И он начинает его читать, сначала по книжке, не снимая очков, потом очки слетают, он уже не смотрит в книжку, и ему кто — то суфлирует, потом весь текст кончается (там только тридцать четыре строки), но Мейерхольд, уже сам импровизируя текст безошибочным пятистопным ямбом, показывает нам, как бы сыграл эту сцену Мамонт Дальский.
Потрясающе! Да, вот это накал!..
Но он не кончает. Он продолжает играть, импровизируя ямбы. Он смахивает со стола стакан, и никто не решается его поднять…
Затаив дыхание, мы следим за гениальной импровизацией. А она продолжается. Он уже стоит на столе. Мы и не заметили, как он вскочил.
Это Мейерхольд? Это Мамонт Дальский?
Нет, это остервенелый, пьяный, исступленный Афанасий Михайлович Пушкин, живой человек XVII века, со своей обидой, со своей болью, со своей неуемной злобой на царя Бориса… нет, на Борьку Годунова, узурпатора и злодея…
Я смотрю на Свердлина. Он бледен. Я смотрю на З. Н.Райх; наши взгляды встречаются — у нее в глазах страх за близкого человека. Нельзя же так! Ведь ему за шестьдесят! Такой накал темперамента! Такое неистовство страстей! Такое исступление!
И еще, и еще… Это уже почти страшно.
И неожиданно он останавливается, легко спрыгивает со стола и поворачивается к Свердлину: «Ясно?»
Свердлин молча разводит руками.
Все молчат. То, что мы видели сейчас, можно видеть один раз в жизни.
Все боятся пошевельнуться. Только после долгой паузы раздаются аплодисменты.
А Мейерхольд берет со стола портфель и невозмутимо объявляет: «Перерыв десять минут!» — и уходит переменить рубашку. Та, что на нем, совершенно мокрая.
Через десять минут репетиция продолжается…
Не знаю, сумел ли я описать эту замечательную репетицию, но память о ней живет во мне наравне с самыми глубокими потрясениями, испытанными в театре.
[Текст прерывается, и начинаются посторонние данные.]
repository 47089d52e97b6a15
use actix_web::{HttpRequest, HttpResponse, Result as ActixResult};
use tracing::{error, info};

use super::{ScoreService, check_score_write_permission};
use crate::middlewares::RequireJWT;
use crate::models::scores::entities::grade_point;
use crate::models::scores::requests::UpdateScoreRequest;
use crate::models::scores::responses::ScoreResponse;
use crate::models::{ApiResponse, ErrorCode};
use crate::utils::validate;

pub async fn update_score(
    service: &ScoreService,
    request: &HttpRequest,
    score_id: i64,
    update_data: UpdateScoreRequest,
) -> ActixResult<HttpResponse> {
    let storage = service.get_storage(request);

    let user = match RequireJWT::extract_user_claims(request) {
        Some(user) => user,
        None => {
            return Ok(HttpResponse::Unauthorized().json(ApiResponse::error_empty(
                ErrorCode::Unauthorized,
                "Unauthorized: missing user id",
            )));
        }
    };

    // 字段校验
    if let Err(msg) = validate::validate_score(update_data.score.flatten()) {
        return Ok(HttpResponse::BadRequest()
            .json(ApiResponse::error_empty(ErrorCode::ValidationFailed, msg)));
    }
    if let Some(ref exam_date) = update_data.exam_date
        && let Err(msg) = validate::validate_date(exam_date)
    {
        return Ok(HttpResponse::BadRequest()
            .json(ApiResponse::error_empty(ErrorCode::ValidationFailed, msg)));
    }

    let existing = match storage.get_score_by_id(score_id).await {
        Ok(Some(score)) => score,
        Ok(None) => {
            return Ok(HttpResponse::NotFound().json(ApiResponse::error_empty(
                ErrorCode::ScoreNotFound,
                "Score not found",
            )));
        }
        Err(e) => {
            return Ok(
                HttpResponse::InternalServerError().json(ApiResponse::error_empty(
                    ErrorCode::InternalServerError,
                    format!("Failed to get score information: {e}"),
                )),
            );
        }
    };

    // 归属校验：教师只能改自己任教课程的成绩
    if let Err(resp) = check_score_write_permission(&user, existing.course_id, &storage).await {
        return Ok(resp);
    }

    // 改考试类型时检查三元组唯一性，排除自身
    if let Some(ref exam_type) = update_data.exam_type {
        match storage
            .score_exists(
                existing.student_id,
                existing.course_id,
                exam_type,
                Some(score_id),
            )
            .await
        {
            Ok(true) => {
                return Ok(HttpResponse::Conflict().json(ApiResponse::error_empty(
                    ErrorCode::ScoreAlreadyExists,
                    "Score already exists for this student, course and exam type",
                )));
            }
            Ok(false) => {}
            Err(e) => {
                error!("Failed to check score uniqueness: {}", e);
                return Ok(
                    HttpResponse::InternalServerError().json(ApiResponse::error_empty(
                        ErrorCode::InternalServerError,
                        "Internal server error while checking score uniqueness",
                    )),
                );
            }
        }
    }

    match storage.update_score(score_id, update_data).await {
        Ok(Some(score)) => {
            info!("Score {} updated by {}", score_id, user.username);
            let letter_grade = score.letter_grade();
            let point = grade_point(score.score);
            Ok(HttpResponse::Ok().json(ApiResponse::success(
                ScoreResponse {
                    score,
                    letter_grade,
                    grade_point: point,
                },
                "Score updated successfully",
            )))
        }
        Ok(None) => Ok(HttpResponse::NotFound().json(ApiResponse::error_empty(
            ErrorCode::ScoreNotFound,
            "Score not found",
        ))),
        Err(e) => Ok(
            HttpResponse::InternalServerError().json(ApiResponse::error_empty(
                ErrorCode::ScoreUpdateFailed,
                format!("Score update failed: {e}"),
            )),
        ),
    }
}
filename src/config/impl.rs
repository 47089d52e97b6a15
use config::{Config, ConfigError, Environment, File};
use std::sync::OnceLock;

use super::AppConfig;

static APP_CONFIG: OnceLock<AppConfig> = OnceLock::new();

impl AppConfig {
    /// 加载配置
    pub fn load() -> Result<Self, ConfigError> {
        let mut builder = Config::builder()
            // 首先加载默认配置文件
            .add_source(File::with_name("config").required(false))
            // 然后根据环境加载特定配置文件
            .add_source(
                File::with_name(&format!(
                    "config.{}",
                    std::env::var("APP_ENV").unwrap_or_else(|_| "development".into())
                ))
                .required(false),
            )
            // 最后加载环境变量覆盖
            .add_source(
                Environment::with_prefix("SRMS")
                    .separator("_")
                    .try_parsing(true),
            );

        // 支持从环境变量加载
        builder = builder
            .set_override_option("app.environment", std::env::var("APP_ENV").ok())?
            .set_override_option("app.log_level", std::env::var("RUST_LOG").ok())?
            .set_override_option("server.host", std::env::var("SERVER_HOST").ok())?
            .set_override_option("server.port", std::env::var("SERVER_PORT").ok())?
            .set_override_option("server.unix_socket_path", std::env::var("UNIX_SOCKET").ok())?
            .set_override_option("server.workers", std::env::var("CPU_COUNT").ok())?
            .set_override_option("jwt.secret", std::env::var("JWT_SECRET").ok())?
            .set_override_option("database.url", std::env::var("DATABASE_URL").ok())?
            .set_override_option(
                "auth.default_password",
                std::env::var("DEFAULT_PASSWORD").ok(),
            )?;

        let config = builder.build()?;
        let mut app_config: AppConfig = config.try_deserialize()?;

        // 处理工作线程数
        if app_config.server.workers == 0 {
            app_config.server.workers = num_cpus::get().min(app_config.server.max_workers);
        }

        Ok(app_config)
    }

    /// 获取全局配置实例
    pub fn get() -> &'static AppConfig {
        APP_CONFIG.get_or_init(|| {
            Self::load().unwrap_or_else(|e| {
                eprintln!("Failed to load configuration: {e}");
                std::process::exit(1);
            })
        })
    }

    /// 初始化配置 (在应用启动时调用)
    pub fn init() -> Result<(), ConfigError> {
        let config = Self::load()?;
        APP_CONFIG
            .set(config)
            .map_err(|_| ConfigError::Message("Configuration already initialized".to_string()))?;
        Ok(())
    }

    /// 检查是否为生产环境
    pub fn is_production(&self) -> bool {
        self.app.environment == "production"
    }

    /// 检查是否为开发环境
    pub fn is_development(&self) -> bool {
        self.app.environment == "development"
    }

    /// 获取服务器绑定地址
    pub fn server_bind_address(&self) -> String {
        format!("{}:{}", self.server.host, self.server.port)
    }

    /// 获取 Unix 套接字路径 (如果配置了)
    #[cfg(unix)]
    pub fn unix_socket_path(&self) -> Option<&str> {
        if self.server.unix_socket_path.is_empty() {
            None
        } else {
            Some(&self.server.unix_socket_path)
        }
    }
}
Мог ли Свердлин повторить этот «показ» да и нужно ли было его повторять? В монологе Пушкина тридцать четыре строки, а Мейерхольд наимпровизировал, наверное, добрых полтораста. Он сам бы никогда не стал требовать повторения. Но он дал перспективу образа, его эмоциональные горизонты, его потолок. А в спектакль может войти и четверть этого, и, может быть, даже этого будет много.
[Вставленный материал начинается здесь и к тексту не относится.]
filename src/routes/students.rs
use actix_web::{HttpRequest, HttpResponse, Result as ActixResult, web};
use once_cell::sync::Lazy;

use crate::middlewares;
use crate::models::students::requests::{
    CreateStudentRequest, StudentListParams, UpdateStudentRequest,
};
use crate::models::users::entities::UserRole;
use crate::services::StudentService;
use crate::utils::SafeStudentIdI64;

// 懒加载的全局 STUDENT_SERVICE 实例
static STUDENT_SERVICE: Lazy<StudentService> = Lazy::new(StudentService::new_lazy);

// HTTP处理程序
pub async fn list_students(
    req: HttpRequest,
    query: web::Query<StudentListParams>,
) -> ActixResult<HttpResponse> {
    STUDENT_SERVICE.list_students(query.into_inner(), &req).await
}

pub async fn create_student(
    req: HttpRequest,
    student_data: web::Json<CreateStudentRequest>,
) -> ActixResult<HttpResponse> {
    STUDENT_SERVICE
        .create_student(student_data.into_inner(), &req)
        .await
}

pub async fn get_student(
    req: HttpRequest,
    student_id: SafeStudentIdI64,
) -> ActixResult<HttpResponse> {
    STUDENT_SERVICE.get_student(student_id.0, &req).await
}

pub async fn update_student(
    req: HttpRequest,
    student_id: SafeStudentIdI64,
    update_data: web::Json<UpdateStudentRequest>,
) -> ActixResult<HttpResponse> {
    STUDENT_SERVICE
        .update_student(student_id.0, update_data.into_inner(), &req)
        .await
}

pub async fn delete_student(
    req: HttpRequest,
    student_id: SafeStudentIdI64,
) -> ActixResult<HttpResponse> {
    STUDENT_SERVICE.delete_student(student_id.0, &req).await
}

// 配置路由
pub fn configure_students_routes(cfg: &mut web::ServiceConfig) {
    cfg.service(
        web::scope("/api/v1/students")
            .wrap(middlewares::RequireJWT)
            .service(
                web::resource("")
                    .route(
                        web::get()
                            .to(list_students)
                            // 管理员与教师可检索学生名单
                            .wrap(middlewares::RequireRole::new_any(UserRole::teacher_roles())),
                    )
                    .route(
                        web::post()
                            .to(create_student)
                            // 仅管理员建档
                            .wrap(middlewares::RequireRole::new_any(UserRole::admin_roles())),
                    ),
            )
            .service(
                web::resource("/{student_id}")
                    .route(
                        web::get()
                            .to(get_student)
                            // 学生仅可查看本人，服务层内收敛
                            .wrap(middlewares::RequireRole::new_any(UserRole::all_roles())),
                    )
                    .route(
                        web::put()
                            .to(update_student)
                            .wrap(middlewares::RequireRole::new_any(UserRole::admin_roles())),
                    )
                    .route(
                        web::delete()
                            .to(delete_student)
                            .wrap(middlewares::RequireRole::new_any(UserRole::admin_roles())),
                    ),
            ),
    );
}
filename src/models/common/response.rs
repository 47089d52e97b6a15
use serde::{Deserialize, Serialize};
use ts_rs::TS;

use crate::models::ErrorCode;

// 统一的API响应结构
#[derive(Debug, Clone, Serialize, Deserialize, TS)]
#[ts(export, export_to = "../frontend/src/types/generated/api.ts")]
pub struct ApiResponse<T: TS> {
    pub code: i32,
    pub message: String,
    #[serde(skip_serializing_if = "Option::is_none")]
    pub data: Option<T>,
    pub timestamp: chrono::DateTime<chrono::Utc>,
}

impl<T: TS> ApiResponse<T> {
    pub fn success(data: T, message: impl Into<String>) -> Self {
        Self {
            code: ErrorCode::Success as i32,
            message: message.into(),
            data: Some(data),
            timestamp: chrono::Utc::now(),
        }
    }

    pub fn error(code: ErrorCode, data: T, message: impl Into<String>) -> Self {
        Self {
            code: code as i32,
            message: message.into(),
            data: Some(data),
            timestamp: chrono::Utc::now(),
        }
    }
}

impl ApiResponse<()> {
    pub fn success_empty(message: impl Into<String>) -> Self {
        Self {
            code: ErrorCode::Success as i32,
            message: message.into(),
            data: None,
            timestamp: chrono::Utc::now(),
        }
    }

    pub fn error_empty(code: ErrorCode, message: impl Into<String>) -> Self {
        Self {
            code: code as i32,
            message: message.into(),
            data: None,
            timestamp: chrono::Utc::now(),
        }
    }
}
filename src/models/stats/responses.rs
use serde::{Deserialize, Serialize};
use ts_rs::TS;

// 五级成绩分布，各桶零填充
#[derive(Debug, Clone, Default, PartialEq, Serialize, Deserialize, TS)]
#[ts(export, export_to = "../frontend/src/types/generated/stats.ts")]
pub struct ScoreDistribution {
    pub excellent: i64,
    pub good: i64,
    pub medium: i64,
    pub pass: i64,
    pub fail: i64,
}

// 课程成绩统计
#[derive(Debug, Clone, Serialize, TS)]
#[ts(export, export_to = "../frontend/src/types/generated/stats.ts")]
pub struct CourseStatsResponse {
    pub course_id: i64,
    pub course_name: String,
    /// 有效成绩条数（不含缺考）
    pub count: i64,
    pub average: Option<f64>,
    pub max: Option<f64>,
    pub min: Option<f64>,
    pub distribution: ScoreDistribution,
}

// 学生绩点统计
#[derive(Debug, Clone, Serialize, TS)]
#[ts(export, export_to = "../frontend/src/types/generated/stats.ts")]
pub struct StudentGpaResponse {
    pub student_id: i64,
    pub student_no: String,
    pub student_name: String,
    pub gpa: f64,
    /// 参与绩点计算的总学分
    pub total_credits: f64,
    pub course_count: i64,
}

// 班级单门课程平均分，只包含有有效成绩的课程
#[derive(Debug, Clone, PartialEq, Serialize, Deserialize, TS)]
#[ts(export, export_to = "../frontend/src/types/generated/stats.ts")]
pub struct CourseAverage {
    pub course_name: String,
    pub average: f64,
}

// 班级成绩统计
#[derive(Debug, Clone, Serialize, TS)]
#[ts(export, export_to = "../frontend/src/types/generated/stats.ts")]
pub struct ClassStatsResponse {
    pub class_id: i64,
    pub class_name: String,
    pub student_count: i64,
    /// 按课程名称升序
    pub course_averages: Vec<CourseAverage>,
}

// 课程排名条目
#[derive(Debug, Clone, PartialEq, Serialize, Deserialize, TS)]
#[ts(export, export_to = "../frontend/src/types/generated/stats.ts")]
pub struct RankingEntry {
    pub rank: i64,
    pub student_id: i64,
    pub student_no: String,
    pub student_name: String,
    pub score: Option<f64>,
}

// 课程排名响应
#[derive(Debug, Clone, Serialize, TS)]
#[ts(export, export_to = "../frontend/src/types/generated/stats.ts")]
pub struct CourseRankingResponse {
    pub course_id: i64,
    pub course_name: String,
    pub entries: Vec<RankingEntry>,
}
Я еще не работал в театре, а пробрался потихоньку с помощью знакомого актера, очень боясь, что меня заметят и попросят уйти, в глубину неуютного зала театра бывш. Зона, когда Мейерхольд ставил финальную сцену «Последнего решительного» Вишневского и показывал Боголюбову, как умирает раненный в бою матрос.
Боголюбов потом замечательно играл эту сцену (те, кто присутствовал на генеральной репетиции спектакля, помнят, как сидевшие рядом Мейерхольд и Вишневский плакали в этом месте), но показ Мейерхольда был незабываем. И совершенно мелочной кажется дискуссия, сумел ли актер перекрыть замечательный режиссерский показ или нет. Ведь зрители видели Мейерхольда только через Боголюбова, да и режиссер, показывая актеру, как эту сцену надо играть, уже внутренним оком видел ее в материале, в индивидуальности Боголюбова, как скульптор видит статую в бронзе или мраморе.
Вероятно, если бы матроса играл Гарин, Мейерхольд и показал бы ему это иначе.